Controversial papers

Among Patterson's critics, Robert Kehoe was one of the most formidable (via Mental Floss). His laboratory had monopolized research on tetraethyl lead. But he was being bankrolled by major leaded gasoline companies like DuPont and General Motors, creating a pretty glaring conflict of interest. Some of Patterson's work was also financed by oil companies, but he risked their ire in order to publish his work. He lost his research funding almost immediately. Patterson was dropped by a petroleum institute and the Public Health Service right after the publication.

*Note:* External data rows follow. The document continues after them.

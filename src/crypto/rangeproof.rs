//! Bulletproof range proofs with a wallet-rewind envelope.
//!
//! Every confidential output proves its value lies in `[0, 2^64)` without
//! revealing it. Appended to the bulletproof is a 64-byte envelope: the
//! output's `(value, blinding, message)` XOR-encrypted under a keystream
//! derived from the owner's rewind nonce and the commitment, plus a check
//! tag. Rewinding with the right nonce recovers the opening and is accepted
//! only if it recommits to the same point, so wallet restore can recognize
//! owned outputs from chain data alone.

use blake2::digest::consts::{U32, U64};
use blake2::{Blake2b, Digest};
use bulletproofs::{BulletproofGens, PedersenGens, RangeProof as Bulletproof};
use merlin::Transcript;
use rayon::prelude::*;
use std::sync::OnceLock;

use super::commitment::{commit, BlindingFactor, Commitment};
use super::CryptoError;
use crate::core::hash::Hash;
use crate::ser::{Readable, Reader, SerError, Writeable, Writer};

type Blake2b256 = Blake2b<U32>;
type Blake2b512 = Blake2b<U64>;

/// Bits proven by every range proof.
pub const PROOF_BITS: usize = 64;

/// Length of the free-form message embedded in the rewind envelope.
pub const PROOF_MESSAGE_LEN: usize = 16;

/// Envelope layout: value (8) + blinding (32) + message (16) + tag (8).
const ENVELOPE_LEN: usize = 64;
const ENVELOPE_PLAIN_LEN: usize = 56;

/// Upper bound on a serialized proof; anything larger is malformed.
pub const MAX_PROOF_SIZE: usize = 1024;

const TRANSCRIPT_LABEL: &[u8] = b"mimble.rangeproof";

fn bulletproof_gens() -> &'static BulletproofGens {
    static GENS: OnceLock<BulletproofGens> = OnceLock::new();
    GENS.get_or_init(|| BulletproofGens::new(PROOF_BITS, 1))
}

/// A serialized range proof: bulletproof bytes followed by the envelope.
#[derive(Clone, PartialEq, Eq)]
pub struct RangeProof {
    bytes: Vec<u8>,
}

impl std::fmt::Debug for RangeProof {
    fn fmt(&self, f: &mut std::fmt::Formatter<'_>) -> std::fmt::Result {
        write!(f, "RangeProof({} bytes)", self.bytes.len())
    }
}

impl RangeProof {
    pub fn from_bytes(bytes: Vec<u8>) -> Result<Self, CryptoError> {
        if bytes.len() < ENVELOPE_LEN || bytes.len() > MAX_PROOF_SIZE {
            return Err(CryptoError::ProofMalformed);
        }
        Ok(RangeProof { bytes })
    }

    pub fn as_bytes(&self) -> &[u8] {
        &self.bytes
    }

    pub fn len(&self) -> usize {
        self.bytes.len()
    }

    pub fn is_empty(&self) -> bool {
        self.bytes.is_empty()
    }

    fn split(&self) -> (&[u8], &[u8]) {
        self.bytes.split_at(self.bytes.len() - ENVELOPE_LEN)
    }
}

impl Writeable for RangeProof {
    fn write(&self, writer: &mut Writer) {
        writer.write_bytes_long(&self.bytes);
    }
}

impl Readable for RangeProof {
    fn read(reader: &mut Reader<'_>) -> Result<Self, SerError> {
        let bytes = reader.read_bytes_long(MAX_PROOF_SIZE as u64)?;
        if bytes.len() < ENVELOPE_LEN {
            return Err(SerError::Corrupted("range proof too short"));
        }
        Ok(RangeProof { bytes })
    }
}

impl serde::Serialize for RangeProof {
    fn serialize<S: serde::Serializer>(&self, serializer: S) -> Result<S::Ok, S::Error> {
        if serializer.is_human_readable() {
            serializer.serialize_str(&hex::encode(&self.bytes))
        } else {
            serializer.serialize_bytes(&self.bytes)
        }
    }
}

impl<'de> serde::Deserialize<'de> for RangeProof {
    fn deserialize<D: serde::Deserializer<'de>>(deserializer: D) -> Result<Self, D::Error> {
        use serde::de::Error;
        let bytes = if deserializer.is_human_readable() {
            let s = String::deserialize(deserializer)?;
            hex::decode(s).map_err(|_| D::Error::custom("invalid proof hex"))?
        } else {
            Vec::<u8>::deserialize(deserializer)?
        };
        RangeProof::from_bytes(bytes).map_err(|_| D::Error::custom("invalid proof length"))
    }
}

/// The opening recovered from a proof by rewinding.
#[derive(Clone, Debug)]
pub struct RewoundProof {
    pub value: u64,
    pub blinding: BlindingFactor,
    pub message: [u8; PROOF_MESSAGE_LEN],
}

fn envelope_keystream(nonce: &Hash, commitment: &Commitment) -> [u8; ENVELOPE_PLAIN_LEN] {
    let mut hasher = Blake2b512::new();
    hasher.update(b"mimble.rangeproof.envelope");
    hasher.update(nonce.as_bytes());
    hasher.update(commitment.as_bytes());
    let out = hasher.finalize();
    let mut stream = [0u8; ENVELOPE_PLAIN_LEN];
    stream.copy_from_slice(&out[..ENVELOPE_PLAIN_LEN]);
    stream
}

fn envelope_tag(nonce: &Hash, commitment: &Commitment, plain: &[u8]) -> [u8; 8] {
    let mut hasher = Blake2b256::new();
    hasher.update(b"mimble.rangeproof.tag");
    hasher.update(nonce.as_bytes());
    hasher.update(commitment.as_bytes());
    hasher.update(plain);
    let out = hasher.finalize();
    let mut tag = [0u8; 8];
    tag.copy_from_slice(&out[..8]);
    tag
}

/// Prove that `commit(value, blinding)` commits to a 64-bit value, embedding
/// `(value, blinding, message)` in the rewind envelope under `rewind_nonce`.
pub fn prove(
    value: u64,
    blinding: &BlindingFactor,
    rewind_nonce: &Hash,
    message: &[u8; PROOF_MESSAGE_LEN],
) -> Result<RangeProof, CryptoError> {
    let pc_gens = PedersenGens::default();
    let mut transcript = Transcript::new(TRANSCRIPT_LABEL);
    let (proof, committed) = Bulletproof::prove_single(
        bulletproof_gens(),
        &pc_gens,
        &mut transcript,
        value,
        &blinding.scalar(),
        PROOF_BITS,
    )
    .map_err(|_| CryptoError::ProofMalformed)?;

    let commitment = Commitment::from_bytes(committed.to_bytes());
    debug_assert_eq!(commitment, commit(value, blinding));

    let mut plain = [0u8; ENVELOPE_PLAIN_LEN];
    plain[..8].copy_from_slice(&value.to_be_bytes());
    plain[8..40].copy_from_slice(&blinding.to_bytes());
    plain[40..].copy_from_slice(message);

    let stream = envelope_keystream(rewind_nonce, &commitment);
    let tag = envelope_tag(rewind_nonce, &commitment, &plain);

    let mut bytes = proof.to_bytes();
    for (p, k) in plain.iter().zip(stream.iter()) {
        bytes.push(p ^ k);
    }
    bytes.extend_from_slice(&tag);
    RangeProof::from_bytes(bytes)
}

/// Verify a single proof against its commitment.
pub fn verify(commitment: &Commitment, proof: &RangeProof) -> Result<(), CryptoError> {
    let (proof_bytes, _) = proof.split();
    let bulletproof =
        Bulletproof::from_bytes(proof_bytes).map_err(|_| CryptoError::ProofMalformed)?;
    let pc_gens = PedersenGens::default();
    let mut transcript = Transcript::new(TRANSCRIPT_LABEL);
    bulletproof
        .verify_single(
            bulletproof_gens(),
            &pc_gens,
            &mut transcript,
            &curve25519_dalek::ristretto::CompressedRistretto(*commitment.as_bytes()),
            PROOF_BITS,
        )
        .map_err(|_| CryptoError::ProofMalformed)
}

/// Verify many proofs, fanning out over the worker pool. Returns the first
/// failure if any proof is bad.
pub fn verify_batch(proofs: &[(Commitment, RangeProof)]) -> Result<(), CryptoError> {
    proofs
        .par_iter()
        .map(|(commitment, proof)| verify(commitment, proof))
        .collect::<Result<Vec<()>, CryptoError>>()?;
    Ok(())
}

/// Attempt to rewind a proof with a nonce.
///
/// Returns the recovered opening only when the envelope tag matches and the
/// opening recommits to `commitment`; any other proof yields `None`.
pub fn rewind(
    commitment: &Commitment,
    proof: &RangeProof,
    rewind_nonce: &Hash,
) -> Option<RewoundProof> {
    let (_, envelope) = proof.split();
    let stream = envelope_keystream(rewind_nonce, commitment);

    let mut plain = [0u8; ENVELOPE_PLAIN_LEN];
    for (i, (c, k)) in envelope[..ENVELOPE_PLAIN_LEN].iter().zip(stream.iter()).enumerate() {
        plain[i] = c ^ k;
    }
    let tag = envelope_tag(rewind_nonce, commitment, &plain);
    // Constant-time: rewind scans foreign proofs with a secret-derived
    // nonce.
    if !bool::from(subtle::ConstantTimeEq::ct_eq(
        tag.as_slice(),
        &envelope[ENVELOPE_PLAIN_LEN..],
    )) {
        return None;
    }

    let value = u64::from_be_bytes(plain[..8].try_into().unwrap());
    let blinding = BlindingFactor::from_bytes(plain[8..40].try_into().unwrap());
    let mut message = [0u8; PROOF_MESSAGE_LEN];
    message.copy_from_slice(&plain[40..]);

    if commit(value, &blinding) != *commitment {
        return None;
    }
    Some(RewoundProof {
        value,
        blinding,
        message,
    })
}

In 1971, the National Research Council wrote a report for the Environmental Protection Agency about the damaging effects of airborne lead contamination (via NAS Online). Patterson and his work with lead research were completely ignored. But that didn't stop him from advocating for lead removal, and he began to raise public awareness of highly lead-contaminated foods, like tuna fish, in the late 1970s.

Getting the lead out

And scientists weren't the only people who were irritated with Clair Patterson's scientific progress. According to OpenMind BBVA, an evangelist once knocked on Patterson's door to tell him that he was going to hell for his research discoveries.

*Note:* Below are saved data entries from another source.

//! Property-style checks over the consensus structures: canonical
//! serialization round-trips, MMR prune/rewind invariants, TxHashSet
//! apply/rewind symmetry, pool consistency after a block, and the slate
//! signature identity.

mod common;

use std::sync::Arc;

use common::*;
use mimble::consensus;
use mimble::core::hash::Hashed;
use mimble::core::transaction::{OutputFeatures, Transaction};
use mimble::crypto::commitment::{commit, BlindingFactor, Commitment};
use mimble::mmr::{leaf_index_to_pos, MemBackend, Pmmr};
use mimble::pool::{BlockchainView, PoolConfig, PoolError, TransactionPool};
use mimble::ser;
use mimble::store::{ChainStore, IndexedBatch, OutputPos};

/// A tiny deterministic PRNG so property loops are reproducible.
struct Lcg(u64);

impl Lcg {
    fn next(&mut self) -> u64 {
        self.0 = self.0.wrapping_mul(6364136223846793005).wrapping_add(1442695040888963407);
        self.0
    }
}

#[test]
fn serialization_roundtrips_are_byte_equal() {
    // Property 2: deserialize(serialize(x)) == x with byte-equal
    // re-serialization, across headers, blocks, and transactions.
    let mut harness = Harness::new();
    let tx = build_tx(
        5_000_000,
        &BlindingFactor::from_bytes([1u8; 32]),
        OutputFeatures::Plain,
        &BlindingFactor::from_bytes([2u8; 32]),
        50_000,
    );
    let b1 = harness.extend(&harness.genesis_header(), &[], 1);
    let b2 = harness.build_block(&b1.header.clone(), &[], 2);

    let tx_bytes = ser::ser_vec(&tx);
    let tx2: Transaction = ser::deser(&tx_bytes).unwrap();
    assert_eq!(tx2, tx);
    assert_eq!(ser::ser_vec(&tx2), tx_bytes);

    for block in [&b1, &b2] {
        let bytes = ser::ser_vec(block);
        let decoded: mimble::core::block::FullBlock = ser::deser(&bytes).unwrap();
        assert_eq!(&decoded, block);
        assert_eq!(ser::ser_vec(&decoded), bytes);

        let header_bytes = ser::ser_vec(&block.header);
        let header: mimble::core::block::BlockHeader = ser::deser(&header_bytes).unwrap();
        assert_eq!(header, block.header);
        assert_eq!(ser::ser_vec(&header), header_bytes);
        assert_eq!(header.hash(), block.hash());
    }
}

#[test]
fn mmr_root_is_invariant_under_pruning() {
    // Property 3: for any sequence of appends then prunes, the root equals
    // the root of the same appends without prunes.
    let mut rng = Lcg(0xfeed);
    for round in 0..10 {
        let leaf_count = 1 + (rng.next() % 40) as u64;
        let mut pruned: Pmmr<u64, MemBackend> = Pmmr::new(MemBackend::new()).unwrap();
        let mut pristine: Pmmr<u64, MemBackend> = Pmmr::new(MemBackend::new()).unwrap();
        for i in 0..leaf_count {
            let leaf = rng.next();
            pruned.push(&leaf).unwrap();
            pristine.push(&leaf).unwrap();
        }
        // Prune a random subset of leaves.
        for leaf_idx in 0..leaf_count {
            if rng.next() % 3 == 0 {
                pruned.prune(leaf_index_to_pos(leaf_idx)).unwrap();
            }
        }
        pruned.compact().unwrap();
        assert_eq!(
            pruned.root().unwrap(),
            pristine.root().unwrap(),
            "round {round} with {leaf_count} leaves"
        );
    }
}

#[test]
fn mmr_rewind_undoes_appends() {
    // Property 4: rewind(n) after appending xs of length n restores the
    // pre-append state, and re-appending reproduces it.
    let mut rng = Lcg(0xbeef);
    for _ in 0..10 {
        let base_count = (rng.next() % 20) as u64;
        let extra_count = 1 + (rng.next() % 20) as u64;

        let mut pmmr: Pmmr<u64, MemBackend> = Pmmr::new(MemBackend::new()).unwrap();
        for _ in 0..base_count {
            pmmr.push(&rng.next()).unwrap();
        }
        let base_size = pmmr.size();
        let base_root = pmmr.root().unwrap();

        let extras: Vec<u64> = (0..extra_count).map(|_| rng.next()).collect();
        for leaf in &extras {
            pmmr.push(leaf).unwrap();
        }
        let extended_root = pmmr.root().unwrap();

        pmmr.rewind(base_size).unwrap();
        assert_eq!(pmmr.size(), base_size);
        assert_eq!(pmmr.root().unwrap(), base_root);

        for leaf in &extras {
            pmmr.push(leaf).unwrap();
        }
        assert_eq!(pmmr.root().unwrap(), extended_root);
    }
}

#[test]
fn txhashset_apply_then_rewind_is_identity() {
    // Property 5: apply_block followed by rewind to the parent restores the
    // MMR roots, sizes, and unspent bitmap exactly.
    let mut harness = Harness::new();
    let b1 = harness.extend(&harness.genesis_header(), &[], 3);

    // Spend the b1 coinbase in b2 so the rewind exercises bitmap undo.
    let spend = build_tx(
        consensus::block_reward(0),
        &BlindingFactor::from_bytes([3u8; 32]),
        OutputFeatures::Coinbase,
        &BlindingFactor::from_bytes([4u8; 32]),
        1_000,
    );
    let before = harness.state.snapshot().unwrap();
    let b2 = harness.build_block(&b1.header.clone(), &[spend], 5);
    harness.apply(&b2);
    let after = harness.state.snapshot().unwrap();
    assert_ne!(before.roots, after.roots);

    let spent = harness.store.get_spent_outputs(&b2.hash()).unwrap();
    assert_eq!(spent.len(), 1);
    let mut batch = IndexedBatch::new(&harness.store);
    harness
        .state
        .rewind_block(&b2, &b1.header, &spent, &mut batch)
        .unwrap();
    harness.state.flush().unwrap();
    batch.commit().unwrap();

    let rewound = harness.state.snapshot().unwrap();
    assert_eq!(rewound.roots, before.roots);
    assert_eq!(rewound.output_mmr_size, before.output_mmr_size);
    assert_eq!(rewound.kernel_mmr_size, before.kernel_mmr_size);
    assert_eq!(rewound.unspent, before.unspent);
}

/// A standalone UTXO view for pool property checks.
struct FixedUtxo {
    height: u64,
    utxos: Vec<(Commitment, OutputPos)>,
}

impl BlockchainView for FixedUtxo {
    fn head_height(&self) -> Result<u64, PoolError> {
        Ok(self.height)
    }
    fn get_unspent(&self, commitment: &Commitment) -> Result<Option<OutputPos>, PoolError> {
        Ok(self
            .utxos
            .iter()
            .find(|(c, _)| c == commitment)
            .map(|(_, p)| *p))
    }
}

#[test]
fn pool_spends_only_known_outputs_after_block() {
    // Property 7: after a block applies, every surviving pool transaction
    // spends only outputs in the post-block UTXO set or produced by an
    // earlier pool transaction.
    let a = BlindingFactor::from_bytes([1u8; 32]);
    let b = BlindingFactor::from_bytes([2u8; 32]);
    let c = BlindingFactor::from_bytes([3u8; 32]);
    let d = BlindingFactor::from_bytes([4u8; 32]);

    let utxo_a = commit(10_000_000, &a);
    let utxo_d = commit(8_000_000, &d);
    let view = Arc::new(FixedUtxo {
        height: 10,
        utxos: vec![
            (
                utxo_a,
                OutputPos {
                    pos: 0,
                    height: 1,
                    coinbase: false,
                },
            ),
            (
                utxo_d,
                OutputPos {
                    pos: 1,
                    height: 1,
                    coinbase: false,
                },
            ),
        ],
    });
    let pool = TransactionPool::new(view.clone(), PoolConfig::default());

    // tx1 spends A; tx2 chains on tx1; tx3 spends D independently.
    let tx1 = build_tx(10_000_000, &a, OutputFeatures::Plain, &b, 50_000);
    let tx2 = build_tx(9_950_000, &b, OutputFeatures::Plain, &c, 50_000);
    let tx3 = build_tx(
        8_000_000,
        &d,
        OutputFeatures::Plain,
        &BlindingFactor::from_bytes([5u8; 32]),
        50_000,
    );
    pool.add_to_mempool(tx1.clone()).unwrap();
    pool.add_to_mempool(tx2.clone()).unwrap();
    pool.add_to_mempool(tx3.clone()).unwrap();
    assert_eq!(pool.mempool_count(), 3);

    // A block mines tx1.
    let mut header = mimble::core::block::genesis().header;
    header.height = 11;
    let block = mimble::core::block::FullBlock::new(header, tx1.body.clone());
    pool.reconcile(&block, &[]);

    // tx1 left as mined; tx2 survives (chains on tx1's output, now in the
    // UTXO set conceptually) only if the view knows it. Our fixed view does
    // not, so tx2 must have been dropped, and tx3 must survive.
    assert!(pool.contains(&tx3.hash()));
    assert!(!pool.contains(&tx1.hash()));
    assert!(!pool.contains(&tx2.hash()));
    assert_eq!(pool.mempool_count(), 1);
}

#[test]
fn pool_keeps_chained_survivors_when_parent_confirms() {
    // The chain-of-pool survivor is re-accepted when the post-block UTXO
    // view contains the parent's output.
    let a = BlindingFactor::from_bytes([1u8; 32]);
    let b = BlindingFactor::from_bytes([2u8; 32]);
    let c = BlindingFactor::from_bytes([3u8; 32]);

    let tx1 = build_tx(10_000_000, &a, OutputFeatures::Plain, &b, 50_000);
    let tx2 = build_tx(9_950_000, &b, OutputFeatures::Plain, &c, 50_000);
    let mid_output = commit(9_950_000, &b);

    // The view models the post-block state: tx1 already mined.
    let view = Arc::new(FixedUtxo {
        height: 11,
        utxos: vec![(
            mid_output,
            OutputPos {
                pos: 5,
                height: 11,
                coinbase: false,
            },
        )],
    });
    let pool = TransactionPool::new(view, PoolConfig::default());
    pool.add_to_mempool(tx2.clone()).unwrap();

    let mut header = mimble::core::block::genesis().header;
    header.height = 11;
    let block = mimble::core::block::FullBlock::new(header, tx1.body.clone());
    pool.reconcile(&block, &[]);
    assert!(pool.contains(&tx2.hash()));
}

#[test]
fn finalized_slate_kernel_verifies_under_participant_sum() {
    // Property 8: the finalized kernel signature verifies under the sum of
    // participant public excesses.
    use mimble::crypto::keys::Keychain;
    use mimble::wallet::builder::{self, SelectionStrategy};
    use mimble::wallet::OwnedOutput;

    let mut rng = Lcg(0xabcd);
    for round in 0..3 {
        let seed_a = [(round + 1) as u8; 32];
        let seed_b = [(round + 101) as u8; 32];
        let keychain_a = Keychain::from_seed(seed_a);
        let keychain_b = Keychain::from_seed(seed_b);

        let value = 1_000_000 + (rng.next() % 1_000_000);
        let amount = value / 2;
        let funds = vec![OwnedOutput {
            key_index: 0,
            value,
            commitment: commit(value, &keychain_a.derive_blinding(0)),
        }];

        let (mut slate, ctx) = builder::sender_round_1(
            &keychain_a,
            &funds,
            amount,
            SelectionStrategy::SmallestFirst,
            Some(10_000),
            5,
            0,
            7,
        )
        .unwrap();
        builder::receive(&keychain_b, &mut slate, 3).unwrap();
        let tx = builder::finalize(&mut slate, &ctx).unwrap();

        let participant_sum = slate.public_blind_sum().unwrap();
        assert_eq!(
            tx.body.kernels[0].excess.as_bytes(),
            participant_sum.as_bytes()
        );
        tx.body.kernels[0].verify().unwrap();
        tx.validate().unwrap();
    }
}

#[test]
fn accepted_blocks_balance() {
    // Property 1: any accepted block satisfies the commitment-sum identity;
    // a tampered fee breaks acceptance.
    let chain = {
        let store = Arc::new(ChainStore::open_temporary().unwrap());
        Arc::new(
            mimble::chain::Chain::init(store, mimble::txhashset::TxHashSet::in_memory().unwrap())
                .unwrap(),
        )
    };
    let mut harness = Harness::new();
    let b1 = harness.extend(&harness.genesis_header(), &[], 7);
    chain.process_block(b1.clone()).unwrap();

    // A block that simply inflates its coinbase cannot be sealed into a
    // consistent header by any honest path; emulate an attacker editing the
    // body after sealing.
    let mut bad = harness.build_block(&b1.header.clone(), &[], 8);
    let blind = BlindingFactor::from_bytes([99u8; 32]);
    bad.body.outputs[0] = build_output(
        consensus::block_reward(0) + 1,
        &blind,
        OutputFeatures::Coinbase,
    );
    assert!(chain.process_block(bad).is_err());
}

Per NAS Online, though Patterson did help bring about change, it was slow to materialize. Lead began to be removed from mainstream gasoline supplies in 1973, but wouldn't be completely eliminated for another 14 years after that. Although gasoline was a major contaminator, the public's lead awareness increased over time, so it was also removed from old water pipes and from household paints.

Patterson was also unpopular with other scientists for his hard-line stance on lead poisoning. He argued that lead could be harmful even in the smallest doses. In comparison, Robert Kehoe had spent years covering up high levels of lead in oil company employees by imposing an inaccurate scale of lead harm (via Mental Floss).  

Changing the conversation

For example, Kehoe believed that an employee's blood level should not have more than 80 micrograms of lead per deciliter of blood (via Mental Floss). That meant that if the employee had 65 micrograms of lead per deciliter in their blood, they were considered totally unharmed by the lead. Patterson believed that was patently untrue — we now know today that even five micrograms per deciliter is too high for safety — and fought to change the conversation around lead poisoning to reflect the true harm.

Even toward the end of his life, Patterson remained a controversial figure (via the Iowa Department of Cultural Affairs). In the 1980s, disillusioned with the harm that humans have caused the environment, he began writing a book that advocated for population control.

Clair Patterson died in 1995, the same year he was awarded the ​​Tyler Prize for Environmental Achievement. It was a final award for a scientist whose strong beliefs consistently set him apart from the group.